Sir George Williams (11 October 1821 – 6 November 1905) was an English philanthropist and founder of the Young Men’s Christian Association (YMCA).

In the present day, the YMCA has an estimated 2,700 chapters in the United States, with a global outreach to approximately 45 million people in 119 countries.

The first mention of a YMCA in Uganda was made in a 1913 report of the World Alliance. The matter rested until 1947, when the World Alliance of YMCAs in Geneva sent Dr. George Haynes to investigate the possibilities for YMCAs in Africa. He met in Uganda E. M. K. Mulira. As a result, the present site for the Headquarters, currently in the Kampala YMCA building there, was chosen.

Later, in 1959, a meeting on 12 June convened by A. R. Russell, then acting director of African Housing, and with nine people attending, discussed the formation of the Uganda YMCA. A further meeting on 28 July was chaired by Dr. Leslie Brown, Bishop of Uganda, and the first committees were appointed.
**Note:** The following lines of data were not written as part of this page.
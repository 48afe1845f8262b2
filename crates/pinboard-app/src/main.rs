// Pinboard — a set of images on a 16:9 canvas, repositioned by mouse drag.
// Wires all crates together: winit window, wgpu surface, renderer, layout
// model, interaction controller, settings.

mod event_loop;
mod gpu;
mod images;
mod rendering;
mod settings;
mod theme;

use std::path::PathBuf;
use std::sync::Arc;

use anyhow::{bail, Context};
use winit::dpi::PhysicalSize;
use winit::event_loop::{ControlFlow, EventLoop};
use winit::window::Window;

use pinboard_core::{Rect, Size, Vec2};
use pinboard_input::Controller;
use pinboard_layout::BoardLayout;
use pinboard_renderer::WgpuRenderer;

use images::SourceImage;
use settings::PinboardSettings;

// ──────────────────────────────────────────────
// App state
// ──────────────────────────────────────────────

struct App {
    pub(crate) window: Option<Arc<Window>>,
    pub(crate) surface: Option<wgpu::Surface<'static>>,
    pub(crate) device: Option<Arc<wgpu::Device>>,
    pub(crate) queue: Option<Arc<wgpu::Queue>>,
    pub(crate) surface_config: Option<wgpu::SurfaceConfiguration>,
    pub(crate) renderer: Option<WgpuRenderer>,

    // Board state
    pub(crate) images: Vec<SourceImage>,
    pub(crate) layout: BoardLayout,
    pub(crate) controller: Controller,

    // The 16:9 drawing surface, in window-logical coordinates. Recomputed on
    // every resize; the origin stays at the window's top-left corner.
    pub(crate) canvas_rect: Rect,

    // Window state
    pub(crate) settings: PinboardSettings,
    pub(crate) scale_factor: f32,
    pub(crate) window_size: PhysicalSize<u32>,
    pub(crate) last_cursor_pos: Vec2,
    pub(crate) cursor_on_canvas: bool,

    // Frame pacing
    pub(crate) needs_redraw: bool,
}

impl App {
    fn new(images: Vec<SourceImage>, layout: BoardLayout, settings: PinboardSettings) -> Self {
        Self {
            window: None,
            surface: None,
            device: None,
            queue: None,
            surface_config: None,
            renderer: None,
            images,
            layout,
            controller: Controller::new(),
            canvas_rect: Rect::new(0.0, 0.0, 0.0, 0.0),
            settings,
            scale_factor: 1.0,
            window_size: PhysicalSize::new(0, 0),
            last_cursor_pos: Vec2::new(0.0, 0.0),
            cursor_on_canvas: false,
            needs_redraw: true,
        }
    }

    pub(crate) fn logical_size(&self) -> Size {
        Size::new(
            self.window_size.width as f32 / self.scale_factor,
            self.window_size.height as f32 / self.scale_factor,
        )
    }

    /// Re-derive the canvas rect from the current window size. Must run
    /// before the next repaint after any viewport change.
    pub(crate) fn update_canvas_rect(&mut self) {
        let surface = pinboard_layout::surface_size(self.logical_size());
        self.canvas_rect = Rect::new(0.0, 0.0, surface.width, surface.height);
    }
}

// ──────────────────────────────────────────────
// Entry point
// ──────────────────────────────────────────────

fn main() -> anyhow::Result<()> {
    env_logger::init();

    let args: Vec<PathBuf> = std::env::args_os().skip(1).map(PathBuf::from).collect();
    if args.is_empty() {
        bail!("usage: pinboard <image-file-or-directory>...");
    }

    let paths = images::collect_paths(&args)?;
    let sources = images::load_images(&paths);
    if sources.is_empty() {
        bail!("no decodable images among {} path(s)", paths.len());
    }
    log::info!("Loaded {} of {} images", sources.len(), paths.len());

    let sizes: Vec<Size> = sources.iter().map(|s| s.size()).collect();
    let layout = BoardLayout::from_image_sizes(&sizes).context("building initial layout")?;

    let settings = settings::load_settings();

    let event_loop = EventLoop::new().context("creating event loop")?;
    event_loop.set_control_flow(ControlFlow::Wait);

    let mut app = App::new(sources, layout, settings);
    event_loop.run_app(&mut app).context("running event loop")?;

    settings::save_settings(&app.settings);
    Ok(())
}
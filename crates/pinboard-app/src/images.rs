// Image discovery and decoding. Enumeration order here defines the index
// key used by the layout, the drag set and the renderer, so it must be
// deterministic: explicit files keep their argument order, directories are
// expanded in file-name order.

use std::path::{Path, PathBuf};

use anyhow::{Context, Result};
use pinboard_core::Size;

const IMAGE_EXTENSIONS: &[&str] = &["png", "jpg", "jpeg", "gif", "bmp", "webp"];

/// One decoded source image: intrinsic size plus RGBA8 pixels ready for
/// texture upload.
pub struct SourceImage {
    pub path: PathBuf,
    pub width: u32,
    pub height: u32,
    pub pixels: Vec<u8>,
}

impl SourceImage {
    pub fn size(&self) -> Size {
        Size::new(self.width as f32, self.height as f32)
    }
}

fn has_image_extension(path: &Path) -> bool {
    path.extension()
        .and_then(|e| e.to_str())
        .is_some_and(|e| IMAGE_EXTENSIONS.iter().any(|x| e.eq_ignore_ascii_case(x)))
}

/// Expand the argument list into concrete image file paths. Directories are
/// scanned one level deep for known image extensions.
pub fn collect_paths(args: &[PathBuf]) -> Result<Vec<PathBuf>> {
    let mut paths = Vec::new();
    for arg in args {
        if arg.is_dir() {
            let mut entries: Vec<PathBuf> = std::fs::read_dir(arg)
                .with_context(|| format!("reading directory {}", arg.display()))?
                .filter_map(|e| e.ok())
                .map(|e| e.path())
                .filter(|p| p.is_file() && has_image_extension(p))
                .collect();
            entries.sort();
            paths.extend(entries);
        } else {
            paths.push(arg.clone());
        }
    }
    Ok(paths)
}

/// Decode every path to RGBA8. Undecodable files are skipped with a warning
/// so one bad file does not take the whole board down; skipping happens
/// before the layout is built, keeping indices aligned.
pub fn load_images(paths: &[PathBuf]) -> Vec<SourceImage> {
    let mut sources = Vec::with_capacity(paths.len());
    for path in paths {
        match image::open(path) {
            Ok(decoded) => {
                let rgba = decoded.to_rgba8();
                let (width, height) = rgba.dimensions();
                sources.push(SourceImage {
                    path: path.clone(),
                    width,
                    height,
                    pixels: rgba.into_raw(),
                });
            }
            Err(e) => {
                log::warn!("Skipping {}: {}", path.display(), e);
            }
        }
    }
    sources
}

#[cfg(test)]
mod tests {
    use super::*;

    #[test]
    fn test_image_extension_matching() {
        assert!(has_image_extension(Path::new("a/b/photo.PNG")));
        assert!(has_image_extension(Path::new("photo.jpeg")));
        assert!(!has_image_extension(Path::new("notes.txt")));
        assert!(!has_image_extension(Path::new("no_extension")));
    }
}
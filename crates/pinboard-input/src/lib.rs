// Interaction controller: consumes pointer events, commits layout moves
// under the bounds gate, and tells the host when to repaint. It never
// paints anything itself.

mod tests;

use pinboard_core::{PointerEvent, Rect, Vec2};
use pinboard_layout::{BoardLayout, DragSet};

// ──────────────────────────────────────────────
// Signals
// ──────────────────────────────────────────────

/// What the host should do after an event is processed.
#[derive(Debug, Clone, Copy, PartialEq, Eq)]
pub enum Signal {
    /// Nothing changed; no redraw needed.
    None,
    /// The layout or drag decoration changed; redraw the surface.
    Repaint,
}

// ──────────────────────────────────────────────
// Drag state machine
// ──────────────────────────────────────────────

/// Drag gesture state. A press always enters `Dragging`, even when it hit
/// nothing; moves then no-op on the empty set until release. The drag set
/// snapshot lives here and dies with the gesture.
#[derive(Debug, Clone, PartialEq)]
pub enum DragState {
    Idle,
    Dragging {
        drag_set: DragSet,
        /// Press position in surface-local coordinates.
        press: Vec2,
    },
}

pub struct Controller {
    state: DragState,
}

impl Controller {
    pub fn new() -> Self {
        Self {
            state: DragState::Idle,
        }
    }

    pub fn state(&self) -> &DragState {
        &self.state
    }

    /// The active drag set, if a gesture is in progress. The renderer uses
    /// this to decorate grabbed images.
    pub fn drag_set(&self) -> Option<&DragSet> {
        match &self.state {
            DragState::Dragging { drag_set, .. } => Some(drag_set),
            DragState::Idle => None,
        }
    }

    /// Process one pointer event against the layout. `surface` is the
    /// drawing surface rect in the same coordinate space as the event
    /// positions; its origin is subtracted before any hit-testing or delta
    /// computation.
    ///
    /// Events with non-finite coordinates are dropped: there is no durable
    /// state a single bad event could corrupt, so ignoring is safe.
    pub fn process(
        &mut self,
        event: PointerEvent,
        layout: &mut BoardLayout,
        surface: Rect,
    ) -> Signal {
        match event {
            PointerEvent::Down { position } => self.on_down(position, layout, surface),
            PointerEvent::Move { position } => self.on_move(position, layout, surface),
            PointerEvent::Up { .. } | PointerEvent::Leave => self.on_release(),
        }
    }

    fn on_down(&mut self, position: Vec2, layout: &BoardLayout, surface: Rect) -> Signal {
        if !position.is_finite() {
            return Signal::None;
        }
        let press = Vec2::new(position.x - surface.x, position.y - surface.y);
        self.state = DragState::Dragging {
            drag_set: layout.hit_test(press),
            press,
        };
        Signal::None
    }

    fn on_move(&mut self, position: Vec2, layout: &mut BoardLayout, surface: Rect) -> Signal {
        if !position.is_finite() {
            return Signal::None;
        }
        let (drag_set, press) = match &self.state {
            DragState::Dragging { drag_set, press } if !drag_set.is_empty() => {
                (drag_set, *press)
            }
            _ => return Signal::None,
        };

        let point = Vec2::new(position.x - surface.x, position.y - surface.y);
        let delta = Vec2::new(point.x - press.x, point.y - press.y);
        if delta.x == 0.0 && delta.y == 0.0 {
            return Signal::None;
        }

        let candidate = layout.propose_move(drag_set, delta);
        if candidate.within_bounds(surface) {
            *layout = candidate;
            Signal::Repaint
        } else {
            // Rejected proposal: the layout stays at its last committed
            // state. Normal control flow, not an error.
            Signal::None
        }
    }

    fn on_release(&mut self) -> Signal {
        match std::mem::replace(&mut self.state, DragState::Idle) {
            // Repaint clears the drag decoration; an empty set drew none.
            DragState::Dragging { drag_set, .. } if !drag_set.is_empty() => Signal::Repaint,
            _ => Signal::None,
        }
    }
}

impl Default for Controller {
    fn default() -> Self {
        Self::new()
    }
}
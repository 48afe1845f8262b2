// Layout model for the image canvas.
// Owns the ordered placements and the 16:9 surface sizing rule; every
// mutation goes through propose/commit in the interaction controller.


use pinboard_core::{ImageIndex, Rect, Size, Vec2};
use thiserror::Error;

/// Surface aspect ratio, width over height.
const ASPECT: f32 = 16.0 / 9.0;

// ──────────────────────────────────────────────
// Errors
// ──────────────────────────────────────────────

#[derive(Debug, Clone, PartialEq, Error)]
pub enum LayoutError {
    /// An image reported a negative or non-finite intrinsic size. Hit-testing
    /// and the bounds gate assume non-negative finite extents, so this is a
    /// configuration error at startup rather than undefined behavior later.
    #[error("image {index} has invalid intrinsic size {width}x{height}")]
    InvalidImageSize {
        index: ImageIndex,
        width: f32,
        height: f32,
    },
}

// ──────────────────────────────────────────────
// Placement
// ──────────────────────────────────────────────

/// Position and render size of one image, in surface-local pixels.
/// `width`/`height` are fixed at creation from the image's intrinsic size;
/// only `x`/`y` ever change, and only via a committed move proposal.
#[derive(Debug, Clone, Copy, PartialEq)]
pub struct Placement {
    pub x: f32,
    pub y: f32,
    pub width: f32,
    pub height: f32,
}

impl Placement {
    pub fn rect(&self) -> Rect {
        Rect::new(self.x, self.y, self.width, self.height)
    }
}

// ──────────────────────────────────────────────
// DragSet
// ──────────────────────────────────────────────

/// The images grabbed by the current gesture: a sorted set of indices paired
/// with a snapshot of each placement at drag-start. The snapshot doubles as
/// the anchor for delta computation, so mid-drag rejections never accumulate.
#[derive(Debug, Clone, Default, PartialEq)]
pub struct DragSet {
    entries: Vec<(ImageIndex, Placement)>,
}

impl DragSet {
    pub fn is_empty(&self) -> bool {
        self.entries.is_empty()
    }

    pub fn len(&self) -> usize {
        self.entries.len()
    }

    pub fn contains(&self, index: ImageIndex) -> bool {
        self.entries.binary_search_by_key(&index, |(i, _)| *i).is_ok()
    }

    /// Grabbed indices in ascending order.
    pub fn indices(&self) -> impl Iterator<Item = ImageIndex> + '_ {
        self.entries.iter().map(|(i, _)| *i)
    }

    fn entries(&self) -> &[(ImageIndex, Placement)] {
        &self.entries
    }
}

// ──────────────────────────────────────────────
// BoardLayout
// ──────────────────────────────────────────────

/// Ordered placements, index-aligned 1:1 with the source image list.
#[derive(Debug, Clone, PartialEq)]
pub struct BoardLayout {
    placements: Vec<Placement>,
}

impl BoardLayout {
    /// Build the initial layout: one placement per image, left to right on a
    /// single row. Each image's x offset is the PREVIOUS image's width, not a
    /// running sum, which produces gaps and overlaps for non-uniform widths.
    /// Long-standing behavior, kept as-is.
    ///
    /// No surface-fit check happens here; images may start outside bounds.
    pub fn from_image_sizes(sizes: &[Size]) -> Result<Self, LayoutError> {
        let mut placements = Vec::with_capacity(sizes.len());
        for (index, size) in sizes.iter().enumerate() {
            if !size.width.is_finite()
                || !size.height.is_finite()
                || size.width < 0.0
                || size.height < 0.0
            {
                return Err(LayoutError::InvalidImageSize {
                    index,
                    width: size.width,
                    height: size.height,
                });
            }
            let x = if index > 0 { sizes[index - 1].width } else { 0.0 };
            placements.push(Placement {
                x,
                y: 0.0,
                width: size.width,
                height: size.height,
            });
        }
        Ok(Self { placements })
    }

    pub fn placements(&self) -> &[Placement] {
        &self.placements
    }

    pub fn len(&self) -> usize {
        self.placements.len()
    }

    pub fn is_empty(&self) -> bool {
        self.placements.is_empty()
    }

    /// Collect every placement whose interior contains `point`, with its
    /// current position as the drag anchor. Strict comparisons: a point
    /// exactly on an edge is not a hit. Overlapping placements all match, so
    /// one gesture can grab several images at once.
    pub fn hit_test(&self, point: Vec2) -> DragSet {
        let entries = self
            .placements
            .iter()
            .enumerate()
            .filter(|(_, p)| {
                point.x > p.x
                    && point.x < p.x + p.width
                    && point.y > p.y
                    && point.y < p.y + p.height
            })
            .map(|(i, p)| (i, *p))
            .collect();
        DragSet { entries }
    }

    /// Candidate layout for moving the grabbed set by `delta` from its
    /// drag-start anchors. Placements outside the set are untouched. The
    /// candidate is not committed; the caller gates it with `within_bounds`.
    pub fn propose_move(&self, drag: &DragSet, delta: Vec2) -> BoardLayout {
        let mut candidate = self.clone();
        for &(index, anchor) in drag.entries() {
            if let Some(p) = candidate.placements.get_mut(index) {
                p.x = anchor.x + delta.x;
                p.y = anchor.y + delta.y;
            }
        }
        candidate
    }

    /// True iff EVERY placement lies fully inside `surface`. The gate is
    /// all-or-nothing across the whole layout: one offending placement
    /// (grabbed or not) rejects the entire move. A placement that starts
    /// outside bounds therefore can never be dragged smoothly back in; each
    /// partial step still fails the gate. Known limitation, kept as-is.
    pub fn within_bounds(&self, surface: Rect) -> bool {
        self.placements.iter().all(|p| {
            p.x >= surface.x
                && p.x + p.width <= surface.x + surface.width
                && p.y >= surface.y
                && p.y + p.height <= surface.y + surface.height
        })
    }
}

// ──────────────────────────────────────────────
// Surface sizing
// ──────────────────────────────────────────────

/// Size the drawing surface to 16:9 inside the viewport, shrink-to-fit:
/// take the full viewport height unless the derived width would overflow the
/// viewport width, in which case derive the height from the width instead.
pub fn surface_size(viewport: Size) -> Size {
    let mut height = viewport.height;
    let mut width = height * ASPECT;
    if width > viewport.width {
        width = viewport.width;
        height = width * (9.0 / 16.0);
    }
    Size::new(width, height)
}
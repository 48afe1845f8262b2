// WGSL shader source code for the rect and image pipelines.

pub const RECT_SHADER: &str = r#"
struct VertexInput {
    @location(0) position: vec2<f32>,
    @location(1) color: vec4<f32>,
};

struct VertexOutput {
    @builtin(position) clip_position: vec4<f32>,
    @location(0) color: vec4<f32>,
};

struct Uniforms {
    screen_size: vec2<f32>,
};

@group(0) @binding(0)
var<uniform> uniforms: Uniforms;

@vertex
fn vs_main(in: VertexInput) -> VertexOutput {
    var out: VertexOutput;
    // Convert pixel coords to NDC: x: [0, width] -> [-1, 1], y: [0, height] -> [1, -1]
    let ndc_x = (in.position.x / uniforms.screen_size.x) * 2.0 - 1.0;
    let ndc_y = 1.0 - (in.position.y / uniforms.screen_size.y) * 2.0;
    out.clip_position = vec4<f32>(ndc_x, ndc_y, 0.0, 1.0);
    out.color = in.color;
    return out;
}

@fragment
fn fs_main(in: VertexOutput) -> @location(0) vec4<f32> {
    return in.color;
}
"#;

pub const IMAGE_SHADER: &str = r#"
struct VertexInput {
    @location(0) position: vec2<f32>,
    @location(1) uv: vec2<f32>,
};

struct VertexOutput {
    @builtin(position) clip_position: vec4<f32>,
    @location(0) uv: vec2<f32>,
};

struct Uniforms {
    screen_size: vec2<f32>,
};

@group(0) @binding(0)
var<uniform> uniforms: Uniforms;

@group(1) @binding(0)
var image_texture: texture_2d<f32>;
@group(1) @binding(1)
var image_sampler: sampler;

@vertex
fn vs_main(in: VertexInput) -> VertexOutput {
    var out: VertexOutput;
    let ndc_x = (in.position.x / uniforms.screen_size.x) * 2.0 - 1.0;
    let ndc_y = 1.0 - (in.position.y / uniforms.screen_size.y) * 2.0;
    out.clip_position = vec4<f32>(ndc_x, ndc_y, 0.0, 1.0);
    out.uv = in.uv;
    return out;
}

@fragment
fn fs_main(in: VertexOutput) -> @location(0) vec4<f32> {
    return textureSample(image_texture, image_sampler, in.uv);
}
"#;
The World Alliance then dispatched Merlin Bishop to Uganda; and on the strength of his report the YMCA of the USA showed interest in the formation of the Uganda YMCA. Two fraternal secretaries were sent in response to a January 1960 application of the formation committee.

Dan. P. Tyler arrived in Uganda in 1961 and started the YMCA at Kampala. Moses Perry in October 1962 started the branch at Jinja. In May 1965 a third branch was opened in Mbarara; and the fourth branch was at Gulu.

YMCA Comprehensive Institute is one of the other Degree Awarding Institutions recognized in Uganda by National Counci for Higher Education (NCHE) as a fully registered and classified Tertiary Institution for Higher learning.